A Quiet Place makes it starkly apparent how loud other movies have become.
Co-written by John Krasinski, who also stars and directs, the movie takes place in the aftermath of an unexplained invasion of terrifying monsters—giant, icky, praying mantis-type creatures who hunt their prey by sound. A Quiet Place opens some 90 days after their arrival and focuses on the Abbotts, a young family who has managed to survive by creeping through their abandoned small town like church mice. The Abbotts consist of father Lee (Krasinski); mother Evelyn (Emily Blunt, Krasinski’s real-life wife); pre-teen daughter Regan (Millicent Simmonds), who, like Simmonds herself, has a hearing impairment; younger son Marcus (Noah Jupe); and toddler Beau (Cade Woodward).
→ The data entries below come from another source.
//! Sync of rollup blocks from the DA layer.

use crate::executor::BlockExecutor;
use anyhow::{bail, Context, Result};
use block_schema::Block;
use da::DaLayer;
use state::{ChainState, ChainStateStore};
use std::collections::BTreeMap;
use std::sync::Arc;
use std::time::Duration;
use store::SledStore;
use tokio::sync::RwLock;
use tokio::time::MissedTickBehavior;
use tokio_util::sync::CancellationToken;
use tracing::{debug, info, warn};

/// Result of one sync pass.
#[derive(Debug, Clone, Default, PartialEq, Eq)]
pub struct SyncReport {
    /// First DA height queried.
    pub from_da_height: u64,
    /// DA height the next pass starts from.
    pub next_da_height: u64,
    /// Number of blocks applied to the chain state.
    pub blocks_applied: u64,
    /// Blocks seen again after they were applied or buffered.
    pub duplicates: u64,
}

/// Retrieves blocks from the DA layer height by height and applies them in
/// rollup-height order.
///
/// Blocks ahead of the next rollup height are buffered until the gap is filled.
/// The persisted DA cursor never moves past the lowest DA height that still has
/// a buffered block, so a restart re-reads everything not yet applied.
pub struct DaSyncer {
    da: Arc<dyn DaLayer>,
    state: Arc<RwLock<ChainState>>,
    state_store: Arc<ChainStateStore<SledStore>>,
    executor: Arc<dyn BlockExecutor>,
    da_block_time: Duration,
    /// Next DA height to query; starts at the persisted cursor.
    cursor: Option<u64>,
    /// Buffered blocks by rollup height, with the DA height they came from.
    pending: BTreeMap<u64, (u64, Block)>,
}

impl DaSyncer {
    pub fn new(
        da: Arc<dyn DaLayer>,
        state: Arc<RwLock<ChainState>>,
        state_store: Arc<ChainStateStore<SledStore>>,
        executor: Arc<dyn BlockExecutor>,
        da_block_time: Duration,
    ) -> Self {
        Self {
            da,
            state,
            state_store,
            executor,
            da_block_time,
            cursor: None,
            pending: BTreeMap::new(),
        }
    }

    /// Number of blocks waiting for a missing predecessor.
    pub fn pending_blocks(&self) -> usize {
        self.pending.len()
    }

    /// Query DA heights from the cursor up to the DA frontier and apply what they hold.
    ///
    /// Each processed height is persisted before the next one is queried. A failed
    /// or timed out retrieval ends the pass with an error and leaves the cursor on
    /// the failing height.
    pub async fn sync_once(&mut self) -> Result<SyncReport> {
        let mut state = self.state.read().await.clone();
        let from_da_height = *self.cursor.get_or_insert(state.da_height);
        let mut report = SyncReport {
            from_da_height,
            next_da_height: from_da_height,
            ..Default::default()
        };

        loop {
            let da_height = report.next_da_height;
            let result =
                match tokio::time::timeout(self.da_block_time, self.da.retrieve_blocks(da_height))
                    .await
                {
                    Ok(result) => result,
                    Err(_) => bail!(
                        "retrieving DA height {} timed out after {}",
                        da_height,
                        humantime::format_duration(self.da_block_time)
                    ),
                };

            if result.is_not_found() {
                debug!("DA height {} not available yet", da_height);
                break;
            }
            if !result.base.is_success() {
                bail!(
                    "failed to retrieve DA height {}: {:?}: {}",
                    da_height,
                    result.base.code,
                    result.base.message
                );
            }

            for block in result.blocks {
                if self.buffer(&state, da_height, block) {
                    report.duplicates += 1;
                }
            }

            let mut next_state = state.clone();
            let mut applied = Vec::new();
            while let Some((_, block)) = self.pending.get(&next_state.next_height()) {
                let outcome = self
                    .executor
                    .execute(&next_state, block)
                    .with_context(|| format!("failed to execute block {}", block.height()))?;
                next_state = next_state
                    .apply_block(block, outcome)
                    .with_context(|| format!("failed to apply block {}", block.height()))?;
                applied.push(block.height());
            }
            for height in &applied {
                self.pending.remove(height);
            }

            let cursor = da_height + 1;
            let resume_from = self
                .pending
                .values()
                .map(|(buffered_at, _)| *buffered_at)
                .min()
                .map_or(cursor, |lowest| lowest.min(cursor));
            if resume_from > next_state.da_height {
                next_state.advance_da_height(resume_from)?;
            }
            self.state_store.save(&next_state)?;
            self.state_store.inner().flush()?;
            *self.state.write().await = next_state.clone();

            if !applied.is_empty() {
                info!(
                    "Applied {} block(s) from DA height {}, rollup height is now {}",
                    applied.len(),
                    da_height,
                    next_state.last_block_height
                );
            }
            state = next_state;
            report.blocks_applied += applied.len() as u64;
            report.next_da_height = cursor;
            self.cursor = Some(cursor);
        }

        Ok(report)
    }

    /// Buffer `block` unless it is foreign, already applied or already buffered.
    ///
    /// Returns whether the block was a duplicate.
    fn buffer(&mut self, state: &ChainState, da_height: u64, block: Block) -> bool {
        if block.header.chain_id != state.chain_id {
            warn!(
                "Skipping block {} of foreign chain {} at DA height {}",
                block.height(),
                block.header.chain_id,
                da_height
            );
            return false;
        }
        if block.height() <= state.last_block_height {
            debug!("Block {} already applied", block.height());
            return true;
        }
        match self.pending.get(&block.height()) {
            Some((_, buffered)) => {
                if buffered.hash() != block.hash() {
                    warn!(
                        "Conflicting block {} at DA height {}, keeping the first one seen",
                        block.height(),
                        da_height
                    );
                }
                true
            }
            None => {
                self.pending.insert(block.height(), (da_height, block));
                false
            }
        }
    }

    /// Sync every DA block time until `cancel` fires.
    pub async fn run(mut self, cancel: CancellationToken) {
        let mut interval = tokio::time::interval(self.da_block_time);
        interval.set_missed_tick_behavior(MissedTickBehavior::Delay);
        info!(
            "DA syncer running every {}",
            humantime::format_duration(self.da_block_time)
        );

        loop {
            tokio::select! {
                biased;
                _ = cancel.cancelled() => {
                    info!("DA syncer stopped");
                    return;
                }
                _ = interval.tick() => {
                    if let Err(e) = self.sync_once().await {
                        warn!("DA sync failed: {:#}", e);
                    }
                }
            }
        }
    }
}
We first meet them tiptoeing through an abandoned pharmacy, desperately in search of medicine for the ailing Marcus.
Krasinski shows a knack for cinematically establishing this horror scenario and wringing significant suspense from it. When Evelyn sees a shelf of pill bottles, the one she needs is tipped on its side, so that she has to slowly, ever so slowly, turn it over without making the slightest sound. Frequently the camera focuses on the Abbotts’ feet, as that is the main source of noise they emit. There is a score, but it’s relatively restrained. Instead the soundscape is mostly devoted to the non-human noises—rustling leaves, whooshing wind—that now dominate the world. Occasionally the movie adds another level of muffled silence when we “hear” things from Regan’s impaired point of view, demonstrating the irony and vulnerability of her condition.
After a terrifying encounter with one of the creatures in that opening sequence, A Quiet Place settles in to establish the Abbotts’ unusual domestic routine: replenishing pathways of sand around the farm where they live, so as to dampen their footsteps; having dinner on broad leaves rather than clinking plates; playing Monopoly with cloth tokens. Aside from the ever-present fear of making inadvertent sounds, the Abbotts seem to live in a peaceful hush. Certainly it seems like a reasonable alternative to existing within the assaultive sound design of something like, say, Rampage.
Eventually, at day 473, things kick into high gear—and from that point on the movie doesn’t stop. Evelyn has at this point become pregnant and is due any day. (The movie never clarifies whether the pregnancy is a disastrous accident or a self-destructive gesture of hope.) Left alone on the homestead one day, she goes into labor, and try as she might even her whimpers attract the creatures. From there A Quiet Place becomes a rush of horror intensity—part Alien, part Night of the Living Dead—with Evelyn’s delivery as the excruciating, gruesome centerpiece.
Blunt often brings a unique combination of delicacy and resiliency to her performances, and it’s that quality that sustains the delivery sequence, keeping you emotionally tethered no matter how outrageous things get. If you find yourself raising an eyebrow at the traditional gender roles the movie has so far seemed intent on affirming—with Blunt’s Evelyn as the domestic help and Krasinski’s Lee as the protector and provider—that proves to be all setup up for a surprising, somewhat subversive ending. I won’t give it away, but will note that the finale allows both Evelyn and Regan—the latter of whom has been somewhat sidelined by her overprotective father—to share a crucial moment of empowerment.
That also proves to be the perfect place to end the film, and so A Quiet Place wisely, quickly comes to a close in that same instant. Which makes sense; if any movie knows when nothing more needs to be said, this is it.